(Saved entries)
********************

//! # Telemetry Module
//!
//! The Device Telemetry Bus: turns the registry's sensor list into live
//! subscriptions and the broker's message stream into per-device readings.
//!
//! ## Module Architecture
//!
//! ```text
//! telemetry/
//! ├── topic_resolver.rs - Device list to subscription set
//! ├── topic_state.rs    - Topic schema, slot index and payload decoding
//! ├── router.rs         - Dispatch task, slot table and consumer channels
//! └── refresh.rs        - Refresh cycle and its coordinator
//! ```
//!
//! ## Data Flow
//!
//! ```text
//! DeviceRegistry ──► refresh ──► SessionHandle ⇄ broker
//!                       │              │
//!                       ▼              ▼
//!              TopicStateIndex ──► MessageRouter ──► consumers
//! ```
//!
//! [`TelemetryBus`] owns every task involved. It is constructed explicitly
//! and handed around by reference; dropping it without calling
//! [`TelemetryBus::shutdown`] leaves the tasks to end with the runtime.

pub mod refresh;
pub mod router;
pub mod topic_resolver;
pub mod topic_state;

use crate::config::BusConfig;
use crate::mqtt::command::DeviceCommand;
use crate::mqtt::config::{MqttConfig, MqttConfigError};
use crate::mqtt::error::PublishError;
use crate::mqtt::mqtt_handler::{SessionHandle, SessionState, SessionStatus};
use crate::mqtt::transport::BrokerTransport;
use crate::registry::{DeviceRecord, DeviceRegistry};
use bytes::Bytes;
use refresh::{RefreshCoordinator, RefreshHandle, RefreshSettings};
use router::{
    spawn_consumer, MessageRouter, RefreshOutcome, RouterHandle, SlotTable, TelemetryConsumer,
    TelemetryEvent,
};
use rumqttc::QoS;
use std::sync::Arc;
use tokio::sync::{mpsc, watch};
use tokio::task::JoinHandle;
use tokio_util::sync::CancellationToken;
use topic_state::TopicStateIndex;
use tracing::{debug, info};

pub struct TelemetryBus {
    session: SessionHandle,
    refresh: RefreshHandle,
    router: RouterHandle,
    index: watch::Receiver<Arc<TopicStateIndex>>,
    publish_qos: QoS,
    consumer_capacity: usize,
    shutdown: CancellationToken,
    tasks: Vec<JoinHandle<()>>,
}

impl TelemetryBus {
    /// Starts the session worker, router and refresh coordinator
    ///
    /// Nothing is connected until the first refresh.
    pub fn spawn<T: BrokerTransport>(
        mqtt: &MqttConfig,
        bus: &BusConfig,
        registry: Arc<dyn DeviceRegistry>,
        transport: T,
    ) -> Result<Self, MqttConfigError> {
        let settings = RefreshSettings {
            options: mqtt.connect_options()?,
            subscribe_qos: mqtt.subscribe_qos()?,
            min_interval: bus.min_refresh_interval(),
        };
        let publish_qos = mqtt.publish_qos()?;
        let shutdown = CancellationToken::new();

        let (inbound_tx, inbound_rx) = mpsc::channel(bus.router_capacity.max(1));
        let (session, session_task) = SessionHandle::spawn(transport, inbound_tx, shutdown.clone());

        let (index_tx, index_rx) = watch::channel(Arc::new(TopicStateIndex::empty()));
        let (router, router_handle) = MessageRouter::new(inbound_rx, index_rx.clone());
        let router_task = tokio::spawn(router.run(shutdown.clone()));

        let (refresh, refresh_task) = RefreshCoordinator::spawn(
            session.clone(),
            registry,
            settings,
            index_tx,
            router_handle.clone(),
            shutdown.clone(),
        );

        info!("Telemetry bus started for {}", mqtt.broker_url);
        Ok(Self {
            session,
            refresh,
            router: router_handle,
            index: index_rx,
            publish_qos,
            consumer_capacity: bus.consumer_capacity,
            shutdown,
            tasks: vec![session_task, router_task, refresh_task],
        })
    }

    /// Runs a refresh and waits for its outcome
    ///
    /// If the request gets coalesced into a later cycle, that cycle's
    /// outcome is returned.
    pub async fn refresh(&self) -> RefreshOutcome {
        self.refresh.refresh().await
    }

    /// Queues a refresh without waiting; returns its epoch
    pub fn request_refresh(&self) -> u64 {
        self.refresh.request()
    }

    pub async fn refresh_outcome(&self, epoch: u64) -> RefreshOutcome {
        self.refresh.outcome(epoch).await
    }

    /// New consumer channel carrying readings and refresh results
    pub fn events(&self) -> mpsc::Receiver<TelemetryEvent> {
        self.router.register(self.consumer_capacity)
    }

    /// Registers `consumer` and drives it on its own task
    pub fn attach<C: TelemetryConsumer>(&self, consumer: C) -> JoinHandle<C> {
        spawn_consumer(self.events(), consumer)
    }

    pub async fn publish(&self, topic: &str, payload: impl Into<Bytes>) -> Result<(), PublishError> {
        self.session
            .publish(topic, payload.into(), self.publish_qos)
            .await
    }

    /// Sends `command` to an actuator on its own topic
    pub async fn publish_command(
        &self,
        record: &DeviceRecord,
        command: &DeviceCommand,
    ) -> Result<(), PublishError> {
        let payload = command.encode_for(record)?;
        debug!("Sending {:?} to {}", command, record.topic);
        self.session
            .publish(&record.topic, payload, self.publish_qos)
            .await
    }

    pub fn session_state(&self) -> SessionState {
        self.session.state()
    }

    pub fn watch_session_state(&self) -> watch::Receiver<SessionState> {
        self.session.watch_state()
    }

    pub fn session_status(&self) -> SessionStatus {
        self.session.status()
    }

    /// Latest reading per slot of the current index
    pub fn readings(&self) -> SlotTable {
        self.router.snapshot()
    }

    pub fn watch_readings(&self) -> watch::Receiver<SlotTable> {
        self.router.table()
    }

    pub fn index(&self) -> Arc<TopicStateIndex> {
        self.index.borrow().clone()
    }

    /// Disconnects, stops every task and waits for them
    pub async fn shutdown(self) {
        info!("Shutting down telemetry bus");
        self.session.disconnect().await;
        self.shutdown.cancel();
        for task in self.tasks {
            if let Err(e) = task.await {
                debug!("Bus task ended abnormally: {}", e);
            }
        }
    }
}
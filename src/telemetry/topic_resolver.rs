//! Topic Resolver: device list in, subscription set out

use crate::registry::DeviceRecord;
use std::collections::HashSet;

/// Ordered, duplicate-free set of topics to subscribe
///
/// Order follows the registry so slot numbering is deterministic.
#[derive(Clone, Debug, Default, PartialEq, Eq)]
pub struct TopicSet {
    topics: Vec<String>,
}

impl TopicSet {
    pub fn len(&self) -> usize {
        self.topics.len()
    }

    pub fn is_empty(&self) -> bool {
        self.topics.is_empty()
    }

    pub fn contains(&self, topic: &str) -> bool {
        self.topics.iter().any(|t| t == topic)
    }

    pub fn iter(&self) -> impl Iterator<Item = &str> {
        self.topics.iter().map(String::as_str)
    }

    pub fn as_slice(&self) -> &[String] {
        &self.topics
    }
}

/// Sensor topics of `records`, first occurrence wins
pub fn resolve(records: &[DeviceRecord]) -> TopicSet {
    let mut seen = HashSet::new();
    let topics = records
        .iter()
        .filter(|r| r.is_sensor)
        .map(|r| r.topic.as_str())
        .filter(|topic| seen.insert(*topic))
        .map(str::to_string)
        .collect();
    TopicSet { topics }
}
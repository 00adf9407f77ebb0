//! Short-lived visual particles.
//!
//! Particles never touch score or lives; they only exist to be drawn.
//! Each one carries a countdown and is removed when it reaches zero.

use glam::Vec2;
use rand::Rng;

use crate::display::Rgb;

/// Burst parameters for one kind of effect.
#[derive(Clone, Copy, Debug, PartialEq)]
pub struct ParticleSpec {
    pub vx: (f32, f32),
    pub vy: (f32, f32),
    pub lifetime: u32,
    pub size: (f32, f32),
    /// Size lost per tick (size never drops below 1).
    pub shrink: f32,
    /// Added to vy every tick.
    pub gravity: f32,
}

#[derive(Clone, Debug, PartialEq)]
pub struct Particle {
    pub pos: Vec2,
    pub vel: Vec2,
    pub life: u32,
    pub max_life: u32,
    pub size: f32,
    pub color: Rgb,
}

impl Particle {
    fn update(&mut self, gravity: f32, shrink: f32) {
        self.pos += self.vel;
        self.vel.y += gravity;
        self.size = (self.size - shrink).max(1.0);
        self.life = self.life.saturating_sub(1);
    }

    /// Remaining life in `0.0..=1.0`, for fading.
    pub fn fade(&self) -> f32 {
        if self.max_life == 0 {
            0.0
        } else {
            self.life as f32 / self.max_life as f32
        }
    }
}

#[derive(Clone, Debug)]
pub struct ParticleSystem {
    spec: ParticleSpec,
    particles: Vec<Particle>,
}

impl ParticleSystem {
    pub fn new(spec: ParticleSpec) -> Self {
        Self {
            spec,
            particles: Vec::new(),
        }
    }

    pub fn emit(&mut self, at: Vec2, color: Rgb, count: usize, rng: &mut impl Rng) {
        let spec = self.spec;
        self.particles.extend((0..count).map(|_| Particle {
            pos: at,
            vel: Vec2::new(
                rng.gen_range(spec.vx.0..=spec.vx.1),
                rng.gen_range(spec.vy.0..=spec.vy.1),
            ),
            life: spec.lifetime,
            max_life: spec.lifetime,
            size: rng.gen_range(spec.size.0..=spec.size.1),
            color,
        }));
    }

    /// One tick: move, age, and drop expired particles.
    pub fn update(&mut self) {
        let (gravity, shrink) = (self.spec.gravity, self.spec.shrink);
        for p in &mut self.particles {
            p.update(gravity, shrink);
        }
        self.particles.retain(|p| p.life > 0);
    }

    pub fn iter(&self) -> impl Iterator<Item = &Particle> {
        self.particles.iter()
    }

    pub fn len(&self) -> usize {
        self.particles.len()
    }

    pub fn is_empty(&self) -> bool {
        self.particles.is_empty()
    }

    pub fn clear(&mut self) {
        self.particles.clear();
    }
}
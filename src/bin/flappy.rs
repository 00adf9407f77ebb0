//! Retro Bird in the terminal.

use retro_arcade::display::terminal;
use retro_arcade::engine::rng;
use retro_arcade::games::FlappyGame;
use retro_arcade::{logging, Config, Result};

fn main() -> Result<()> {
    let config = Config::from_env();
    if let Err(e) = logging::init(&config) {
        eprintln!("retro bird: logging disabled: {e}");
    }
    config.report_ignored();

    let (mut rng, seed) = rng::from_config(config.seed);
    log::info!("retro bird: seed {seed}");

    let mut game = FlappyGame::new(&mut rng);
    terminal::play(&mut game, &config, &mut rng)
}
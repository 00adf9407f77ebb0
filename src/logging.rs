//! Logger setup.
//!
//! The games own the terminal, so anything written to stderr would be
//! drawn over the play field. `ARCADE_LOG` redirects the log to a file.

use std::fs::OpenOptions;

use crate::config::Config;
use crate::error::{Error, Result};

const DEFAULT_FILTER: &str = "warn";

pub fn init(config: &Config) -> Result<()> {
    let mut builder =
        env_logger::Builder::from_env(env_logger::Env::default().default_filter_or(DEFAULT_FILTER));
    builder.format_timestamp_millis();

    if let Some(path) = &config.log_file {
        let file = OpenOptions::new().create(true).append(true).open(path)?;
        builder.target(env_logger::Target::Pipe(Box::new(file)));
    }

    builder.try_init().map_err(|e| Error::Logger(e.to_string()))
}
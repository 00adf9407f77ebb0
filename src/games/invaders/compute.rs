//! Space Battle game logic.
//!
//! While playing, each tick applies input and then runs Update →
//! Collision → Spawner. Score and lives change only in Collision; an
//! alien that leaves the bottom edge is flagged in Update and charged
//! there.

use std::f32::consts::TAU;

use glam::Vec2;
use rand::Rng;

use super::entities::*;
use crate::display::Rgb;
use crate::engine::geom::Rect;
use crate::engine::input::{InputSnapshot, Key};
use crate::engine::particles::ParticleSystem;
use crate::engine::phase::{Phase, PhaseMachine};
use crate::engine::spawn::{scaled_interval, Countdown};

const LEFT_KEYS: [Key; 2] = [Key::Left, Key::Char('a')];
const RIGHT_KEYS: [Key; 2] = [Key::Right, Key::Char('d')];
const RESTART_KEY: Key = Key::Char('r');

const TICKS_PER_SECOND: f32 = 60.0;

// ── Constructors ──────────────────────────────────────────────────────────────

pub fn init_state(field: Vec2, rng: &mut impl Rng) -> InvadersGame {
    InvadersGame {
        phase: PhaseMachine::new(RULES),
        field,
        player: Player::new(field),
        aliens: Vec::new(),
        projectiles: Vec::new(),
        power_ups: Vec::new(),
        particles: ParticleSystem::new(PARTICLES),
        stars: make_stars(field, rng),
        score: 0,
        lives: START_LIVES,
        level: 1,
        kills: 0,
        spawn_timer: Countdown::ready(),
        elapsed: 0,
        frame: 0,
    }
}

fn make_stars(field: Vec2, rng: &mut impl Rng) -> Vec<Star> {
    (0..STAR_COUNT)
        .map(|_| Star {
            pos: Vec2::new(rng.gen_range(0.0..=field.x), rng.gen_range(0.0..=field.y)),
            speed: rng.gen_range(0.5..2.0),
            brightness: rng.gen_range(100..=255),
            size: rng.gen_range(1..=3) as f32,
        })
        .collect()
}

/// RoundOver → Playing with a fresh round. Stars are kept.
pub fn restart(state: &mut InvadersGame) {
    if !state.phase.restart() {
        return;
    }
    state.player = Player::new(state.field);
    state.aliens.clear();
    state.projectiles.clear();
    state.power_ups.clear();
    state.particles.clear();
    state.score = 0;
    state.lives = START_LIVES;
    state.level = 1;
    state.kills = 0;
    state.spawn_timer = Countdown::ready();
    state.elapsed = 0;
    log::info!("space battle: new round");
}

// ── Per-frame tick ────────────────────────────────────────────────────────────

pub fn tick(state: &mut InvadersGame, input: &InputSnapshot, rng: &mut impl Rng) {
    state.frame += 1;

    match state.phase.phase() {
        Phase::Playing => apply_input(state, input),
        Phase::RoundOver => {
            if input.pressed(RESTART_KEY) {
                restart(state);
            }
        }
        Phase::Attract | Phase::Paused => {}
    }

    if state.phase.runs_simulation() {
        state.elapsed += 1;
        update(state, rng);
        collide(state, rng);
        spawn(state, rng);
    } else {
        state.particles.update();
        update_stars(state, rng);
    }
}

/// Steering and fire. The ship only records its velocity here; Update
/// moves it.
pub fn apply_input(state: &mut InvadersGame, input: &InputSnapshot) {
    let player = &mut state.player;
    player.vx = match (input.any_held(&LEFT_KEYS), input.any_held(&RIGHT_KEYS)) {
        (true, false) => -PLAYER_SPEED,
        (false, true) => PLAYER_SPEED,
        _ => 0.0,
    };

    let fire = input.pressed(Key::Space) || input.is_held(Key::Space);
    if fire && player.shot_cooldown == 0 {
        shoot(state);
    }
}

/// Fire from the nose of the ship; three bullets while triple shot lasts.
pub fn shoot(state: &mut InvadersGame) {
    let player = &mut state.player;
    let nose = Vec2::new(player.rect.center().x, player.rect.top());
    state.projectiles.push(Projectile::player_bullet(nose, 0.0));

    if player.triple_shot > 0 {
        let left = nose + Vec2::new(-SIDE_SHOT_OFFSET.x, SIDE_SHOT_OFFSET.y);
        let right = nose + SIDE_SHOT_OFFSET;
        state.projectiles.push(Projectile::player_bullet(left, -SIDE_SHOT_DRIFT));
        state.projectiles.push(Projectile::player_bullet(right, SIDE_SHOT_DRIFT));
    }
    player.shot_cooldown = SHOT_COOLDOWN;
}

// ── Update pass ───────────────────────────────────────────────────────────────

pub fn update(state: &mut InvadersGame, rng: &mut impl Rng) {
    let field = state.field;

    let player = &mut state.player;
    player.rect.x = (player.rect.x + player.vx).clamp(0.0, field.x - player.rect.w);
    player.shot_cooldown = player.shot_cooldown.saturating_sub(1);
    player.triple_shot = player.triple_shot.saturating_sub(1);
    player.shield = player.shield.saturating_sub(1);
    player.engine_glow = (player.engine_glow + 1) % 10;

    for shot in &mut state.projectiles {
        shot.rect = shot.rect.translated(shot.vel);
    }
    state.projectiles.retain(|s| match s.owner {
        Owner::Player => s.rect.bottom() >= 0.0,
        Owner::Alien => s.rect.top() <= field.y,
    });

    for alien in &mut state.aliens {
        move_alien(alien, field);
    }

    for p in &mut state.power_ups {
        p.rect.y += POWER_UP_SPEED;
        p.wobble += POWER_UP_WOBBLE_STEP;
        p.rect.x += p.wobble.sin() * POWER_UP_WOBBLE_AMPLITUDE;
    }
    state.power_ups.retain(|p| p.rect.top() <= field.y);

    state.particles.update();
    update_stars(state, rng);
}

fn move_alien(alien: &mut Alien, field: Vec2) {
    alien.rect.y += alien.vel.y;
    alien.rect.x += alien.vel.x;
    if alien.kind.wobbles() {
        alien.wobble += WOBBLE_STEP;
        alien.rect.x += alien.wobble.sin() * WOBBLE_AMPLITUDE;
    }

    if alien.rect.left() < 0.0 {
        alien.rect.x = 0.0;
        alien.vel.x = -alien.vel.x;
    } else if alien.rect.right() > field.x {
        alien.rect.x = field.x - alien.rect.w;
        alien.vel.x = -alien.vel.x;
    }

    alien.shoot_cooldown = alien.shoot_cooldown.saturating_sub(1);
    if alien.rect.top() > field.y {
        alien.landed = true;
    }
}

fn update_stars(state: &mut InvadersGame, rng: &mut impl Rng) {
    let field = state.field;
    for star in &mut state.stars {
        star.pos.y += star.speed;
        if star.pos.y > field.y {
            star.pos.y = 0.0;
            star.pos.x = rng.gen_range(0.0..=field.x);
        }
    }
}

// ── Collision pass ────────────────────────────────────────────────────────────

/// Applies every hit once. Consumed entities are flagged dead before the
/// next check, so running this twice in a tick changes nothing.
pub fn collide(state: &mut InvadersGame, rng: &mut impl Rng) {
    charge_landings(state);
    bullets_vs_aliens(state, rng);
    bolts_vs_player(state, rng);
    power_up_pickups(state, rng);

    state.projectiles.retain(|s| s.alive);
    state.aliens.retain(|a| a.alive);
    state.power_ups.retain(|p| p.alive);

    if state.lives == 0 && state.phase.finish() {
        log::info!(
            "space battle: round over, score {} level {}",
            state.score,
            state.level
        );
    }
}

fn charge_landings(state: &mut InvadersGame) {
    for alien in state.aliens.iter_mut().filter(|a| a.alive && a.landed) {
        alien.alive = false;
        state.lives = state.lives.saturating_sub(1);
        log::debug!("space battle: alien landed, {} lives left", state.lives);
    }
}

fn bullets_vs_aliens(state: &mut InvadersGame, rng: &mut impl Rng) {
    for shot in state
        .projectiles
        .iter_mut()
        .filter(|s| s.alive && s.owner == Owner::Player)
    {
        let Some(alien) = state
            .aliens
            .iter_mut()
            .find(|a| a.alive && a.rect.intersects(&shot.rect))
        else {
            continue;
        };

        shot.alive = false;
        alien.alive = false;
        let at = alien.rect.center();
        state.particles.emit(at, alien.kind.color(), alien.kind.burst(), rng);

        state.score += alien.kind.points();
        state.kills += 1;
        if state.kills % KILLS_PER_LEVEL == 0 {
            state.level += 1;
            log::info!("space battle: level {}", state.level);
        }

        if rng.gen_bool(DROP_CHANCE) {
            state.power_ups.push(PowerUp {
                rect: Rect::from_center(at, POWER_UP_SIZE),
                kind: PowerUpKind::roll(rng),
                wobble: 0.0,
                alive: true,
            });
        }
    }
}

fn bolts_vs_player(state: &mut InvadersGame, rng: &mut impl Rng) {
    let ship = state.player.rect;
    for bolt in state
        .projectiles
        .iter_mut()
        .filter(|s| s.alive && s.owner == Owner::Alien && s.rect.intersects(&ship))
    {
        bolt.alive = false;
        if state.player.shielded() {
            state.particles.emit(bolt.rect.center(), Rgb::CYAN, SHIELD_BURST, rng);
            continue;
        }
        state.lives = state.lives.saturating_sub(1);
        state.particles.emit(ship.center(), Rgb::RED, HIT_BURST, rng);
        log::debug!("space battle: ship hit, {} lives left", state.lives);
    }
}

fn power_up_pickups(state: &mut InvadersGame, rng: &mut impl Rng) {
    let ship = state.player.rect;
    for p in state
        .power_ups
        .iter_mut()
        .filter(|p| p.alive && p.rect.intersects(&ship))
    {
        p.alive = false;
        match p.kind {
            PowerUpKind::TripleShot => state.player.triple_shot = POWER_UP_DURATION,
            PowerUpKind::Shield => state.player.shield = POWER_UP_DURATION,
        }
        state.particles.emit(p.rect.center(), p.kind.color(), PICKUP_BURST, rng);
        log::debug!("space battle: picked up {:?}", p.kind);
    }
}

// ── Spawner ───────────────────────────────────────────────────────────────────

pub fn spawn(state: &mut InvadersGame, rng: &mut impl Rng) {
    if state.spawn_timer.tick() {
        let alien = new_alien(state, rng);
        state.aliens.push(alien);
        state.spawn_timer.reset(spawn_interval(state.level));
    }

    for alien in state.aliens.iter_mut().filter(|a| a.shoot_cooldown == 0) {
        alien.shoot_cooldown = rng.gen_range(RELOAD_DELAY.0..=RELOAD_DELAY.1);
        if rng.gen_bool(BOLT_CHANCE) {
            let muzzle = Vec2::new(alien.rect.center().x, alien.rect.bottom());
            state.projectiles.push(Projectile::alien_bolt(muzzle));
        }
    }
}

/// Ticks between alien spawns at `level`.
pub fn spawn_interval(level: u32) -> u32 {
    scaled_interval(SPAWN_INTERVAL, SPAWN_INTERVAL_STEP, level, SPAWN_INTERVAL_FLOOR)
}

fn new_alien(state: &InvadersGame, rng: &mut impl Rng) -> Alien {
    let kind = AlienKind::roll(rng);
    let x = rng.gen_range(ALIEN_SPAWN_MARGIN..=state.field.x - ALIEN_SPAWN_MARGIN);
    let (lo, hi) = kind.fall_speed();

    let vx = match kind {
        AlienKind::Octopus => 0.0,
        AlienKind::Insect => {
            let drift = rng.gen_range(0.5..=1.5);
            if rng.gen_bool(0.5) {
                drift
            } else {
                -drift
            }
        }
        // Saucers sweep: direction follows the round clock.
        AlienKind::Saucer => (state.elapsed as f32 / TICKS_PER_SECOND).sin() * 2.0,
    };

    Alien {
        rect: Rect::from_center(Vec2::new(x, ALIEN_SPAWN_Y), ALIEN_SIZE),
        vel: Vec2::new(vx, rng.gen_range(lo..=hi)),
        kind,
        shoot_cooldown: rng.gen_range(FIRST_SHOT_DELAY.0..=FIRST_SHOT_DELAY.1),
        wobble: rng.gen_range(0.0..TAU),
        alive: true,
        landed: false,
    }
}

********************

- _ABOUT THIS EXERCISE_
Your task is to restate, word for word, only those lines above that fall between the line holding "## Data Flow" and the line holding "it without calling", inclusive.

- _RESULT OF THIS TASK_
//! ## Data Flow
//!
//! ```text
//! DeviceRegistry ──► refresh ──► SessionHandle ⇄ broker
//!                       │              │
//!                       ▼              ▼
//!              TopicStateIndex ──► MessageRouter ──► consumers
//! ```
//!
//! [`TelemetryBus`] owns every task involved. It is constructed explicitly
//! and handed around by reference; dropping it without calling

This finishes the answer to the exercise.